The MARL Coordinator is fully implemented and provides the primary interface for MARL scenario execution. It supports CLI training mode and PySide6 GUI mode with real-time visualization.

MARLCoordinator
├── Scenario Management    # MARLScenarioManager setup and control
├── Environment Interface  # MARLEnv for RL training loop
├── Agent Management      # MARLManager for RL algorithms
├── Execution Modes      # Training, Evaluation, GUI
└── Callback System      # Pre/post step and episode hooks

The coordinator follows a clear architectural flow:

graph TD
    A[MARLCoordinator] --> B[MARLScenarioManager]
    B --> C[MARLAgentManager]
    B --> D[MARLTrafficManager]

    A --> E[MARLEnv]
    E --> F[MARLManager]
    F --> G[RL Algorithms]

    A --> H[Execution Mode]
    H --> I[Training]
    H --> J[Evaluation]
    H --> K[GUI Debug]

Core Classes¶

MARLCoordinatorConstructorKey Methods

The main orchestration class that coordinates all MARL components.

class MARLCoordinator:
    """
    High-level coordinator for MARL experiments.

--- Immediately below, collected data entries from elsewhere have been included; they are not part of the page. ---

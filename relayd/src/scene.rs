//! Shared scene and privacy state.
//!
//! One mutable cell, shared by the REST surface, the fan-out hub, and the
//! switcher's peer notifications. All mutation goes through accessors that
//! hold the mutex for the mutation (including the privacy persistence side
//! effect) and release it before invoking registered observers. Observers
//! must only enqueue work on their own side.

use std::fmt;
use std::path::{Path, PathBuf};
use std::str::FromStr;

use chrono::{DateTime, Utc};
use parking_lot::{Mutex, RwLock};
use serde::{Deserialize, Serialize};
use thiserror::Error;
use tracing::{info, warn};

/// The selected program source at a given moment. The program is always in
/// exactly one scene.
#[derive(Debug, Clone, Copy, PartialEq, Eq, Serialize, Deserialize)]
#[serde(rename_all = "UPPERCASE")]
pub enum Scene {
    Live,
    Fallback,
}

impl Scene {
    pub fn as_path_segment(&self) -> &'static str {
        match self {
            Scene::Live => "live",
            Scene::Fallback => "fallback",
        }
    }
}

impl fmt::Display for Scene {
    fn fmt(&self, f: &mut fmt::Formatter<'_>) -> fmt::Result {
        f.write_str(self.as_path_segment())
    }
}

#[derive(Debug, Error)]
#[error("unknown scene: {0}")]
pub struct ParseSceneError(String);

impl FromStr for Scene {
    type Err = ParseSceneError;

    fn from_str(s: &str) -> std::result::Result<Self, Self::Err> {
        match s.to_ascii_lowercase().as_str() {
            "live" => Ok(Scene::Live),
            "fallback" => Ok(Scene::Fallback),
            other => Err(ParseSceneError(other.to_string())),
        }
    }
}

/// Point-in-time copy of the cell.
#[derive(Debug, Clone, Copy, Serialize)]
pub struct StateSnapshot {
    pub current_scene: Scene,
    pub scene_timestamp: DateTime<Utc>,
    pub privacy_enabled: bool,
}

/// Event handed to observers after a non-idempotent mutation.
#[derive(Debug, Clone, Copy)]
pub enum StateEvent {
    SceneChanged {
        previous: Scene,
        current: Scene,
        at: DateTime<Utc>,
    },
    PrivacyChanged {
        enabled: bool,
        at: DateTime<Utc>,
    },
}

/// On-disk privacy mode record.
#[derive(Debug, Serialize, Deserialize)]
struct PrivacyFile {
    enabled: bool,
    #[serde(default, skip_serializing_if = "Option::is_none")]
    updated_at: Option<DateTime<Utc>>,
}

struct CellState {
    scene: Scene,
    scene_changed_at: DateTime<Utc>,
    privacy_enabled: bool,
}

type Observer = Box<dyn Fn(&StateEvent) + Send + Sync>;

/// Process-wide scene/privacy cell.
pub struct SceneStateCell {
    state: Mutex<CellState>,
    observers: RwLock<Vec<Observer>>,
    privacy_path: PathBuf,
}

impl SceneStateCell {
    /// Create the cell, reading persisted privacy state once. A missing file
    /// means privacy is disabled.
    pub fn load(privacy_path: impl Into<PathBuf>) -> Self {
        let privacy_path = privacy_path.into();
        let privacy_enabled = read_privacy_file(&privacy_path);
        info!(
            privacy = privacy_enabled,
            path = %privacy_path.display(),
            "scene state initialized"
        );

        Self {
            state: Mutex::new(CellState {
                scene: Scene::Fallback,
                scene_changed_at: Utc::now(),
                privacy_enabled,
            }),
            observers: RwLock::new(Vec::new()),
            privacy_path,
        }
    }

    /// Register an observer for scene and privacy changes.
    pub fn on_change(&self, observer: impl Fn(&StateEvent) + Send + Sync + 'static) {
        self.observers.write().push(Box::new(observer));
    }

    pub fn snapshot(&self) -> StateSnapshot {
        let state = self.state.lock();
        StateSnapshot {
            current_scene: state.scene,
            scene_timestamp: state.scene_changed_at,
            privacy_enabled: state.privacy_enabled,
        }
    }

    pub fn current_scene(&self) -> Scene {
        self.state.lock().scene
    }

    pub fn privacy_enabled(&self) -> bool {
        self.state.lock().privacy_enabled
    }

    /// Record an external scene transition. Returns whether anything changed.
    pub fn set_scene(&self, scene: Scene) -> bool {
        let event = {
            let mut state = self.state.lock();
            if state.scene == scene {
                return false;
            }
            let previous = state.scene;
            let at = Utc::now();
            state.scene = scene;
            state.scene_changed_at = at;
            info!(previous = %previous, current = %scene, "scene changed");
            StateEvent::SceneChanged {
                previous,
                current: scene,
                at,
            }
        };

        self.notify(&event);
        true
    }

    pub fn enable_privacy(&self) -> bool {
        self.set_privacy(true)
    }

    pub fn disable_privacy(&self) -> bool {
        self.set_privacy(false)
    }

    fn set_privacy(&self, enabled: bool) -> bool {
        let event = {
            let mut state = self.state.lock();
            if state.privacy_enabled == enabled {
                return false;
            }
            state.privacy_enabled = enabled;
            let at = Utc::now();
            info!(enabled, "privacy mode changed");
            write_privacy_file(&self.privacy_path, enabled, at);
            StateEvent::PrivacyChanged { enabled, at }
        };

        self.notify(&event);
        true
    }

    fn notify(&self, event: &StateEvent) {
        for observer in self.observers.read().iter() {
            observer(event);
        }
    }
}

fn read_privacy_file(path: &Path) -> bool {
    match std::fs::read_to_string(path) {
        Ok(raw) => match serde_json::from_str::<PrivacyFile>(&raw) {
            Ok(file) => file.enabled,
            Err(error) => {
                warn!(path = %path.display(), %error, "unreadable privacy file, assuming disabled");
                false
            }
        },
        Err(_) => false,
    }
}

fn write_privacy_file(path: &Path, enabled: bool, at: DateTime<Utc>) {
    let file = PrivacyFile {
        enabled,
        updated_at: Some(at),
    };

    let write = || -> std::io::Result<()> {
        if let Some(parent) = path.parent() {
            std::fs::create_dir_all(parent)?;
        }
        let raw = serde_json::to_string_pretty(&file).unwrap_or_default();
        std::fs::write(path, raw)
    };

    if let Err(error) = write() {
        warn!(path = %path.display(), %error, "failed to persist privacy state");
    }
}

    Orchestrates interaction between:
    - Scenario management (CARLA simulation)
    - MARLEnv (RL training environment)
    - MARLManager (RL algorithms and policies)
    - User interfaces (GUI/CLI)
    """

def __init__(self, config: Dict):
    """
    Initialize MARL Coordinator.

    Parameters
    ----------
    config : dict
        Combined OpenCDA and MARL configuration (OmegaConf)
    """

InitializationStep ExecutionEpisode ManagementRun TrainingGUI Mode

def initialize(self):
    """
    Initialize all components following the architecture:
    Coordinator -> MARLScenarioManager -> MARLEnv -> MARLManager

    Sets up CARLA client, world, scenario manager,
    environment, and RL algorithm manager.
    """

def step(self) -> Dict[str, Any]:
    """
    Execute one coordinated step through MARLEnv.

    Returns
    -------
    step_info : dict
        Complete step information including:
        - step: Current step number
        - episode: Current episode number
        - observations: Agent observations
        - rewards: Agent rewards
        - events: Step events (collisions, completions)
        - metrics: Training metrics
    """

def reset_episode(self) -> Dict[str, Any]:
    """
    Reset for new episode.

    Returns
    -------
    episode_info : dict
        Initial episode state with observations
    """

def run(self):
    """
    Main execution loop.

    Handles full training/evaluation lifecycle:
    - Episode loop with configurable max_episodes
    - Step loop with configurable max_steps
    - Checkpoint saving and metrics logging
    - World reset at configurable intervals
    """

def run_gui_mode(self):
    """
    Launch PySide6 GUI dashboard for interactive control.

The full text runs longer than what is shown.